As you may know, Brandon Hall Research has been investigating the usefulness of virtual worlds as platforms for learning. To this end, our team recently had a meeting in Second Life. It was an interesting experience. Here are some thoughts.

On the PLUS side:

  • It’s a novel environment and, thus, kind of energizing for the group, like any new setting can be.
  • You can arrange pleasant meeting areas in Second Life, and that seems to have a positive effect (we met “outdoors” in Second Life, on a nice deck area).
  • Once you get set up to show PowerPoint slides in Second Life, you can do it fairly well (although a Web-conferencing tool would be more practical if the object is to show PowerPoint slides).
  • There’s some pleasant sense of experiencing fellow meeting participants as physical representations rather than simply as voices (although how pleasant this is may vary for each individual).
  • There can be entertaining side-activities in Second Life. (Our avatars hopped into a nearby hot tub after the meeting.)

On the DOWN side:

  • The meeting is affected by each member’s ability to navigate (although that’s true with any technology).
  • Practical meeting tools (like pointers) are better in Web-conferencing tools than in Second Life (although various tools are available in Second Life, and this is bound to continually improve).
  • If the meeting is primarily information-sharing and discussion, a killer advantage of Second Life isn’t obvious (although you could conceivably argue the same thing about a conference call versus Web conferencing).
  • It’s debatable how conducive Second Life is for meetings. It’s safe to say that even Second Life enthusiasts would say that a standard meeting doesn’t particularly take advantage of the unique aspects of Second Life (for example, 3-D).

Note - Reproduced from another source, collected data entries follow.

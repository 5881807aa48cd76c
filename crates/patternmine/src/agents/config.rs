//! Per-domain rule mining configuration.

use serde::{Deserialize, Serialize};
use serde_json::json;

use super::result::PatternKind;
use crate::engine::{KeyExtractor, KeyPart, Metric, Predicate, RuleSpec};
use crate::error::{PatternError, Result};
use crate::record::Record;

/// Grouping key, metric and thresholds for one threshold-mode domain.
///
/// The stock configurations are independent of each other; changing one
/// domain's thresholds never affects another.
#[derive(Debug, Clone, PartialEq, Serialize, Deserialize)]
pub struct DomainConfig {
    /// Registry name of the agent.
    pub name: String,
    pub kind: PatternKind,
    pub key: KeyExtractor,
    pub metric: Metric,
    pub rule: RuleSpec,
    /// Key fields that may be absent from every record.
    #[serde(default)]
    pub optional_fields: Vec<String>,
}

impl DomainConfig {
    /// Project delay risk by department and project.
    pub fn erp() -> Self {
        Self {
            name: "erp".to_string(),
            kind: PatternKind::ErpDelay,
            key: KeyExtractor::fields(&["department", "project"]),
            metric: Metric::Rate {
                predicate: Predicate::Equals {
                    field: "status".to_string(),
                    value: json!("Delayed"),
                },
            },
            rule: RuleSpec::new(
                3,
                0.5,
                "Si le projet '{k1}' est mené par le département '{k0}', le risque de retard est de {rate}% ({hits}/{support} projets).",
                "Aucun pattern de risque de retard significatif détecté.",
            ),
            optional_fields: Vec::new(),
        }
    }

    /// Turnover by role and seniority (under two years is junior).
    pub fn hr() -> Self {
        Self {
            name: "hr".to_string(),
            kind: PatternKind::HrTurnover,
            key: KeyExtractor::new(vec![
                KeyPart::field("role"),
                KeyPart::Bucket {
                    field: "years_at_company".to_string(),
                    below: 2.0,
                    low: "junior".to_string(),
                    high: "senior".to_string(),
                },
            ]),
            metric: Metric::Rate {
                predicate: Predicate::IsTrue {
                    field: "left_company".to_string(),
                },
            },
            rule: RuleSpec::new(
                3,
                0.5,
                "Si le rôle est '{k0}' ({k1}), le taux de départ est de {rate}% ({hits}/{support} employés).",
                "Aucun pattern de turnover significatif détecté.",
            ),
            optional_fields: Vec::new(),
        }
    }

    /// High-margin offers by project type, industry and team composition.
    pub fn success_recipe() -> Self {
        Self {
            name: "success_recipe".to_string(),
            kind: PatternKind::SuccessRecipe,
            key: KeyExtractor::new(vec![
                KeyPart::field("project_type"),
                KeyPart::field("industry"),
                KeyPart::SortedSet {
                    field: "team_roles".to_string(),
                },
            ]),
            metric: Metric::Rate {
                predicate: Predicate::Above {
                    field: "profit_margin".to_string(),
                    threshold: 0.25,
                },
            },
            rule: RuleSpec::new(
                5,
                0.8,
                "Une offre de {k0} pour {k1}, avec une équipe composée de {k2}, a eu {rate}% de succès (profit margin > 25%) sur {support} projets.",
                "Aucun pattern de succès fort n'a été détecté dans les données.",
            ),
            optional_fields: Vec::new(),
        }
    }

    /// High mean profit by client and month.
    pub fn financial() -> Self {
        Self {
            name: "financial".to_string(),
            kind: PatternKind::FinancialProfit,
            key: KeyExtractor::fields(&["client", "month"]),
            metric: Metric::Mean {
                field: "profit".to_string(),
            },
            rule: RuleSpec::new(
                2,
                150_000.0,
                "Si le client est '{k0}' et le mois est {k1}, le profit moyen est élevé: {mean}.",
                "Aucun pattern de profit élevé détecté.",
            ),
            optional_fields: vec!["client".to_string()],
        }
    }

    /// Check that every required field appears in at least one record.
    ///
    /// An empty record set is always valid.
    pub fn validate(&self, records: &[Record]) -> Result<()> {
        if records.is_empty() {
            return Ok(());
        }

        let required = self
            .key
            .source_fields()
            .chain(std::iter::once(self.metric.source_field()))
            .filter(|f| !self.optional_fields.iter().any(|o| o == f));

        for field in required {
            if !records.iter().any(|r| r.get(field).is_some()) {
                return Err(PatternError::MissingField {
                    dataset: self.name.clone(),
                    field: field.to_string(),
                });
            }
        }
        Ok(())
    }
}
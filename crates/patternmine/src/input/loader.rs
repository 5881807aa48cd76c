//! Year-partitioned JSON dataset loader.
//!
//! Datasets live under `<root>/<dataset>/<year>/<file>.json`, each file a
//! JSON array of objects. Missing years and unreadable files are skipped
//! with a warning so one bad partition never hides the rest.

use std::fs;
use std::path::{Path, PathBuf};

use sha2::{Digest, Sha256};
use tracing::{debug, info, warn};

use super::source::SourceMetadata;
use crate::error::{PatternError, Result};
use crate::record::Record;

/// Records of one dataset concatenated across years, with their sources.
#[derive(Debug, Clone, Default)]
pub struct LoadedDataset {
    /// Dataset name.
    pub name: String,
    /// Records in year order, then file order.
    pub records: Vec<Record>,
    /// One entry per file that loaded successfully.
    pub sources: Vec<SourceMetadata>,
}

impl LoadedDataset {
    /// Number of loaded records.
    pub fn len(&self) -> usize {
        self.records.len()
    }

    /// Returns true if nothing was loaded.
    pub fn is_empty(&self) -> bool {
        self.records.is_empty()
    }
}

/// Loads datasets from a directory tree.
#[derive(Debug, Clone)]
pub struct DatasetLoader {
    root: PathBuf,
    years: Option<Vec<String>>,
}

impl DatasetLoader {
    /// Create a loader that discovers years from the directory tree.
    pub fn new(root: impl Into<PathBuf>) -> Self {
        Self {
            root: root.into(),
            years: None,
        }
    }

    /// Restrict loading to the given years, in this order.
    pub fn with_years<I, S>(mut self, years: I) -> Self
    where
        I: IntoIterator<Item = S>,
        S: ToString,
    {
        self.years = Some(years.into_iter().map(|y| y.to_string()).collect());
        self
    }

    /// The data root.
    pub fn root(&self) -> &Path {
        &self.root
    }

    /// Load `<dataset>.json` for every year.
    pub fn load(&self, dataset: &str) -> Result<LoadedDataset> {
        self.load_file(dataset, dataset)
    }

    /// Load `<file_stem>.json` from each year directory of a dataset.
    ///
    /// Missing or unreadable partitions are skipped, so a dataset that is
    /// absent altogether loads as empty.
    pub fn load_file(&self, dataset: &str, file_stem: &str) -> Result<LoadedDataset> {
        let years = match self.years {
            Some(ref years) => years.clone(),
            None => self.discover_years(dataset).unwrap_or_else(|e| {
                warn!(dataset, error = %e, "cannot list dataset years");
                Vec::new()
            }),
        };

        let mut loaded = LoadedDataset {
            name: dataset.to_string(),
            ..Default::default()
        };

        for year in &years {
            let path = self
                .root
                .join(dataset)
                .join(year)
                .join(format!("{}.json", file_stem));

            if !path.is_file() {
                debug!(path = %path.display(), "skipping missing partition");
                continue;
            }

            match read_records(&path, year) {
                Ok((records, source)) => {
                    loaded.records.extend(records);
                    loaded.sources.push(source);
                }
                Err(e) => {
                    warn!(path = %path.display(), error = %e, "skipping unreadable dataset file");
                }
            }
        }

        info!(
            dataset,
            file = file_stem,
            years = years.len(),
            files = loaded.sources.len(),
            records = loaded.records.len(),
            "loaded dataset"
        );

        Ok(loaded)
    }

    /// Numeric subdirectories of a dataset, sorted ascending.
    pub fn discover_years(&self, dataset: &str) -> Result<Vec<String>> {
        let dir = self.root.join(dataset);
        let entries = fs::read_dir(&dir).map_err(|e| PatternError::Io {
            path: dir.clone(),
            source: e,
        })?;

        let mut years: Vec<String> = entries
            .filter_map(|entry| entry.ok())
            .filter(|entry| entry.path().is_dir())
            .filter_map(|entry| entry.file_name().to_str().map(str::to_string))
            .filter(|name| !name.is_empty() && name.chars().all(|c| c.is_ascii_digit()))
            .collect();
        years.sort();
        Ok(years)
    }
}

/// Read one JSON array file. Non-object elements are dropped.
fn read_records(path: &Path, year: &str) -> Result<(Vec<Record>, SourceMetadata)> {
    let contents = fs::read(path).map_err(|e| PatternError::Io {
        path: path.to_path_buf(),
        source: e,
    })?;

    let mut hasher = Sha256::new();
    hasher.update(&contents);
    let hash = format!("sha256:{:x}", hasher.finalize());

    let values: Vec<serde_json::Value> = serde_json::from_slice(&contents)?;
    let total = values.len();
    let records: Vec<Record> = values.into_iter().filter_map(Record::from_value).collect();
    if records.len() < total {
        debug!(
            path = %path.display(),
            dropped = total - records.len(),
            "dropped non-object entries"
        );
    }

    let source = SourceMetadata::new(
        path.to_path_buf(),
        year,
        hash,
        contents.len() as u64,
        records.len(),
    );
    Ok((records, source))
}
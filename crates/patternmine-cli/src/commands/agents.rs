//! Agents command - list what `detect` can run.

use colored::Colorize;

const AGENTS: &[(&str, &str, &str)] = &[
    ("churn", "crm_data", "Churn, high-value clients or satisfaction trends; pass --prompt to choose"),
    ("seasonality", "project_data", "Sales distribution over months"),
    ("profitability", "project_data", "Best and worst project types and industries"),
    ("repeat_clients", "project_data", "Mean profit of repeat versus new clients"),
    ("success_recipe", "project_data", "Offers with a high share of profitable projects"),
    ("profit_rules", "project_data", "Top groups by mean profit, with history"),
    ("erp", "erp_data", "Delay risk by department and project"),
    ("hr", "hr_data", "Turnover by role and seniority"),
    ("financial", "financial_data", "High mean profit by client and month"),
    ("tenders", "call_for_tenders", "Tender statistics; pass --prompt to choose one"),
];

pub fn run(_verbose: bool) -> Result<(), Box<dyn std::error::Error>> {
    println!("{}", "Available agents".cyan().bold());
    println!();
    for (name, dataset, about) in AGENTS {
        println!("  {:<16} {:<18} {}", name.white().bold(), dataset.dimmed(), about);
    }
    Ok(())
}
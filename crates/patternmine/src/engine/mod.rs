//! The pattern-mining engine: grouping, statistics, outliers and rules.

mod aggregate;
mod correlation;
mod outlier;
mod rules;
mod stats;
mod template;

pub use aggregate::{
    group_by, group_by_key, most_common, value_counts, Aggregate, Group, GroupKey, Groups,
    KeyExtractor, KeyPart, Metric, Predicate,
};
pub use correlation::{pearson, Correlation, MIN_PAIRS};
pub use outlier::{is_flagged, OutlierDetector, OutlierFlag, OutlierReport, FLAG_FIELD};
pub use rules::{compare, synthesize, top_n, CandidateKind, Comparison, RuleCandidate, RuleSpec};
pub use stats::{mean, median, NumericSummary, StreamingStats};
pub use template::{format_percent, format_thousands, Template};
//! patternmine: pattern mining over year-partitioned business records.
//!
//! Records from CRM, ERP, HR, financial, project and tender datasets are
//! grouped by composite keys, summarized, and turned into ranked,
//! human-readable rules about churn, profitability, delay risk and
//! turnover. Numeric outliers and pairwise correlations are reported
//! alongside.
//!
//! # Core Principles
//!
//! - **Deterministic**: group order, rule ranking and tie-breaks depend
//!   only on input order
//! - **Non-destructive**: agents read shared, immutable record sets
//! - **Data-quality tolerant**: missing fields and sparse data are
//!   skipped, never fatal
//!
//! # Example
//!
//! ```no_run
//! use patternmine::agents::{PatternAgent, RuleAgent};
//! use patternmine::DatasetLoader;
//!
//! let erp = DatasetLoader::new("data").load("erp_data").unwrap();
//! let agent = RuleAgent::erp(erp.records);
//! for line in agent.detect().unwrap().lines() {
//!     println!("{}", line);
//! }
//! ```

pub mod agents;
pub mod engine;
pub mod error;
pub mod input;
pub mod normalize;
pub mod record;
pub mod report;

mod miner;

pub use crate::miner::{Miner, MinerConfig, MiningReport};
pub use agents::{Message, MessageKind, PatternAgent, PatternResult, Registry, Reply};
pub use engine::{OutlierDetector, RuleCandidate, RuleSpec};
pub use error::{PatternError, Result};
pub use input::{DatasetLoader, LoadedDataset, SourceMetadata};
pub use normalize::{Cleaner, Normalizer};
pub use record::{FieldSchema, FieldType, Record};
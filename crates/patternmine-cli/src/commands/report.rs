//! Report command - dataset-level findings and the at-risk scenario.

use std::path::Path;

use colored::Colorize;
use patternmine::Miner;

use crate::cli::DataArgs;

pub fn run(
    data: DataArgs,
    json_output: bool,
    config_path: Option<&Path>,
    _verbose: bool,
) -> Result<(), Box<dyn std::error::Error>> {
    let config = super::load_config(config_path, &data)?;
    let report = Miner::with_config(config).report()?;

    if json_output {
        println!("{}", serde_json::to_string_pretty(&report)?);
        return Ok(());
    }

    println!("{}", "Pattern Detection Report".cyan().bold());
    println!("{}", "=".repeat(50));

    for dataset in &report.datasets {
        println!();
        println!("{}", format!("--- {} ---", dataset.dataset.to_uppercase()).bold());
        for line in dataset.lines() {
            println!("  {}", line);
        }
    }

    println!();
    println!("{}", "At-risk projects".cyan().bold());
    println!("  Junior consultant (< 2 years), multi-site, planned duration under 6 weeks.");
    match report.at_risk {
        Some(ref at_risk) => {
            for line in at_risk.lines() {
                println!("  {}", line.yellow());
            }
        }
        None => println!("  {}", "No at-risk projects detected.".green()),
    }

    Ok(())
}
//! Declared field types used during normalization.

use indexmap::IndexMap;
use serde::{Deserialize, Serialize};
use serde_json::{Number, Value};

use super::value::render_value;

/// Expected scalar type for a field.
#[derive(Debug, Clone, Copy, PartialEq, Eq, Hash, Serialize, Deserialize)]
#[serde(rename_all = "snake_case")]
pub enum FieldType {
    /// Whole numbers.
    Integer,
    /// Floating-point numbers.
    Float,
    /// Boolean values.
    Boolean,
    /// Text values.
    Text,
}

impl FieldType {
    /// Returns true if this type is numeric.
    pub fn is_numeric(&self) -> bool {
        matches!(self, FieldType::Integer | FieldType::Float)
    }

    /// Cast a value to this type. Returns `None` when the cast fails.
    pub fn coerce(&self, value: &Value) -> Option<Value> {
        match (self, value) {
            (_, Value::Null) => None,

            (FieldType::Integer, Value::Number(n)) => {
                if n.is_i64() || n.is_u64() {
                    Some(value.clone())
                } else {
                    let f = n.as_f64()?;
                    f.is_finite().then(|| Value::from(f.trunc() as i64))
                }
            }
            (FieldType::Integer, Value::String(s)) => {
                s.trim().parse::<i64>().ok().map(Value::from)
            }
            (FieldType::Integer, Value::Bool(b)) => Some(Value::from(i64::from(*b))),

            (FieldType::Float, Value::Number(n)) => {
                Number::from_f64(n.as_f64()?).map(Value::Number)
            }
            (FieldType::Float, Value::String(s)) => s
                .trim()
                .parse::<f64>()
                .ok()
                .and_then(Number::from_f64)
                .map(Value::Number),
            (FieldType::Float, Value::Bool(b)) => {
                Some(Value::from(if *b { 1.0 } else { 0.0 }))
            }

            (FieldType::Boolean, Value::Bool(_)) => Some(value.clone()),
            (FieldType::Boolean, Value::Number(n)) => n.as_f64().map(|f| Value::Bool(f != 0.0)),
            (FieldType::Boolean, Value::String(s)) => {
                match s.trim().to_lowercase().as_str() {
                    "true" | "yes" | "t" | "y" | "1" => Some(Value::Bool(true)),
                    "false" | "no" | "f" | "n" | "0" => Some(Value::Bool(false)),
                    _ => None,
                }
            }

            (FieldType::Text, Value::String(_)) => Some(value.clone()),
            (FieldType::Text, Value::Number(_) | Value::Bool(_)) => {
                Some(Value::String(render_value(value)))
            }

            _ => None,
        }
    }
}

/// Mapping from field name to expected type.
#[derive(Debug, Clone, Default, PartialEq, Serialize, Deserialize)]
#[serde(transparent)]
pub struct FieldSchema(IndexMap<String, FieldType>);

impl FieldSchema {
    /// Create an empty schema.
    pub fn new() -> Self {
        Self::default()
    }

    /// Declare a field type.
    pub fn field(mut self, name: impl Into<String>, field_type: FieldType) -> Self {
        self.0.insert(name.into(), field_type);
        self
    }

    /// Look up a field's declared type.
    pub fn get(&self, name: &str) -> Option<FieldType> {
        self.0.get(name).copied()
    }

    /// Iterate over declared fields.
    pub fn iter(&self) -> impl Iterator<Item = (&str, FieldType)> {
        self.0.iter().map(|(k, v)| (k.as_str(), *v))
    }

    /// Returns true if no fields are declared.
    pub fn is_empty(&self) -> bool {
        self.0.is_empty()
    }
}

All of this reminds me of word processing on PCs in the 1980s: the advantage of typing a memo in a word processor in 1988 versus on a typewriter wasn’t all that great. It was the potential — that everyone would eventually be a content creator, content storer, content sharer — that was the big thing.

We’ll probably continue to meet in Second Life periodically because (a) the “field trip” aspect is fun for our team and (b) it seems important to “feel” the progress of Second Life, Wii, and similar tools."